Forum: Ruby Question on reading text files in Windows

Announcement (2017-05-07): www.ruby-forum.com is now read-only since I unfortunately do not have the time to support and maintain the forum any more. Please see rubyonrails.org/community and ruby-lang.org/en/community for other Rails- und Ruby-related community platforms.
Jim K. (Guest)
on 2009-02-02 19:40
(Received via mailing list)
I am running Ruby 1.86 on Windows, and having trouble reading in some
text files.  For some text files, if I do something simple like:

myfile = File.open("logfile.log")
contents = myfile.read()
puts contents

I get each character seperated by a space, such as:

”= = =   V e r b o s e   l o g g i n g   s t a r t e d :   1 / 2 8 / 2
0 0 9
 1 3 : 4 5 : 0 6     B u i l d   t y p e :   S H I P   U N I C O D E

If I bring up the file in even a bare-bones editor (such as VIM), I
get the file as it normally is (without any extraneous spaces).  Does
anyone know why this would be, or how I can work around it?  It's
causing issues as I am trying to write a script to search for a
particular string of text, and obviously it isn't found, even though
it should be.

Thanks,

Jim
Stefan L. (Guest)
on 2009-02-02 21:09
(Received via mailing list)
2009/2/2 Jim K. <removed_email_address@domain.invalid>:
> 0 0 9
>  1 3 : 4 5 : 0 6     B u i l d   t y p e :   S H I P   U N I C O D E
>
> If I bring up the file in even a bare-bones editor (such as VIM), I
> get the file as it normally is (without any extraneous spaces).  Does
> anyone know why this would be, or how I can work around it?  It's
> causing issues as I am trying to write a script to search for a
> particular string of text, and obviously it isn't found, even though
> it should be.

The file is probably UTF-16 encoded and starts with a BOM.
Try to convert the string to UTF-8, or switch to Ruby 1.9.

Stefan
Stefan L. (Guest)
on 2009-02-02 21:26
(Received via mailing list)
2009/2/2 Stefan L. <removed_email_address@domain.invalid>:
>> ”= = =   V e r b o s e   l o g g i n g   s t a r t e d :   1 / 2 8 / 2
> The file is probably UTF-16 encoded and starts with a BOM.
> Try to convert the string to UTF-8, or switch to Ruby 1.9.

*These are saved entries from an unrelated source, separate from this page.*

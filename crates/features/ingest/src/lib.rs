//! # Image Ingestion
//!
//! Turns a remote image URL into a stored WebP file:
//!
//! 1. **Validation**: only `http`/`https` URLs with a host pass ([`parse_source_url`]).
//! 2. **Download**: [`Fetcher`] bounds the whole exchange by a 30 second timeout and reads at
//!    most 100 MiB of the body.
//! 3. **Transcode**: an [`ImageCodec`] decodes whatever format was served and re-encodes it as
//!    lossy WebP on the blocking pool.
//! 4. **Persist**: the result is handed to [`fc_storage::Storage::put`] (write-once).

mod codec;
mod error;
mod fetch;
mod pipeline;

pub use codec::{ImageCodec, Quality, WebpCodec};
pub use error::{IngestError, IngestErrorExt};
pub use fetch::{FETCH_TIMEOUT, Fetcher, MAX_DOWNLOAD_BYTES, parse_source_url};
pub use pipeline::Ingestor;
//! Names and defaults shared by the configuration loader, the CLI and the HTTP layer.

/// Binary and service name.
pub const APP_NAME: &str = "faceclaimer";

/// Prefix of environment variables that override configuration, e.g.
/// `FACECLAIMER__STORAGE__BASE_URL`.
pub const ENV_PREFIX: &str = "FACECLAIMER";
/// Separator between nested configuration keys in environment variables.
pub const ENV_SEPARATOR: &str = "__";

pub const DEFAULT_PORT: u16 = 8080;
pub const DEFAULT_IMAGES_DIR: &str = "images";
pub const DEFAULT_QUALITY: u8 = 90;
pub const DEFAULT_LOG_LEVEL: &str = "info";

/// Path prefix of the image routes; single deletes append a wildcard path to it.
pub const IMAGE_ROUTE: &str = "/image";

/// `OpenAPI` tag of operational endpoints.
pub const SYSTEM_TAG: &str = "System";
/// `OpenAPI` tag of the image endpoints.
pub const IMAGES_TAG: &str = "Images";
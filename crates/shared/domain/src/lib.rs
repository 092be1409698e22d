//! # Domain Models
//!
//! This crate contains pure domain types with a single dependency (`serde`).
//! Keep it lean: no I/O, networking, or heavy logic. Just data and simple helpers.

pub mod config;
pub mod constants;
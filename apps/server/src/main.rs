use anyhow::Context;
use clap::Parser;
use fc_kernel::config::load_config;
use fc_kernel::domain::config::ApiConfig;
use fc_kernel::domain::constants::APP_NAME;
use fc_logger::Logger;
use fc_server::Server;
use fc_server::cli::Cli;

#[tokio::main]
async fn main() -> anyhow::Result<()> {
    let cli = Cli::parse();

    let mut cfg: ApiConfig =
        load_config(cli.config.as_deref()).context("Critical: Configuration is malformed")?;
    cli.apply(&mut cfg);

    let builder = Logger::builder()
        .name(APP_NAME)
        .env_filter(cfg.logging.level.as_str())
        .json(cfg.logging.json);
    let _log = match &cfg.logging.directory {
        Some(dir) => builder.path(dir).init()?,
        None => builder.init()?,
    };

    Server::builder().config(cfg).build().await?.run().await
}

Sorry, I meant to say "Try to convert the string to UTF-8 WITH Iconv"

Stefan
Jim K. (Guest)
on 2009-02-02 23:12
(Received via mailing list)
Thanks...so if I upgraded to Ruby 1.9, would it convert it
automatically?
Jim K. (Guest)
on 2009-02-02 23:45
(Received via mailing list)
Thanks for the pointer!  I actually ended up using the iconv module,
and it worked like a charm.  Incidentally, in case anyone else is
curious about this, Windows .REG files get saved as UTF-16 by default.
Stefan L. (Guest)
on 2009-02-02 23:54
(Received via mailing list)
2009/2/2 Jim K. <removed_email_address@domain.invalid>:
> Thanks...so if I upgraded to Ruby 1.9, would it convert it
> automatically?

You'd have to tell it that you want to work with UTF-8
internally by putting this at the top of your application:

    Encoding.default_internal = Encoding::UTF_8

and then tell the read or open function that the file
is UTF-16 encoded, e.g.:

    content = File.read("logfile.log", encoding: "utf-16")

Though I don't know how many gems already work for
Ruby 1.9.1 on Windows.

Stefan
This topic is locked and can not be replied to.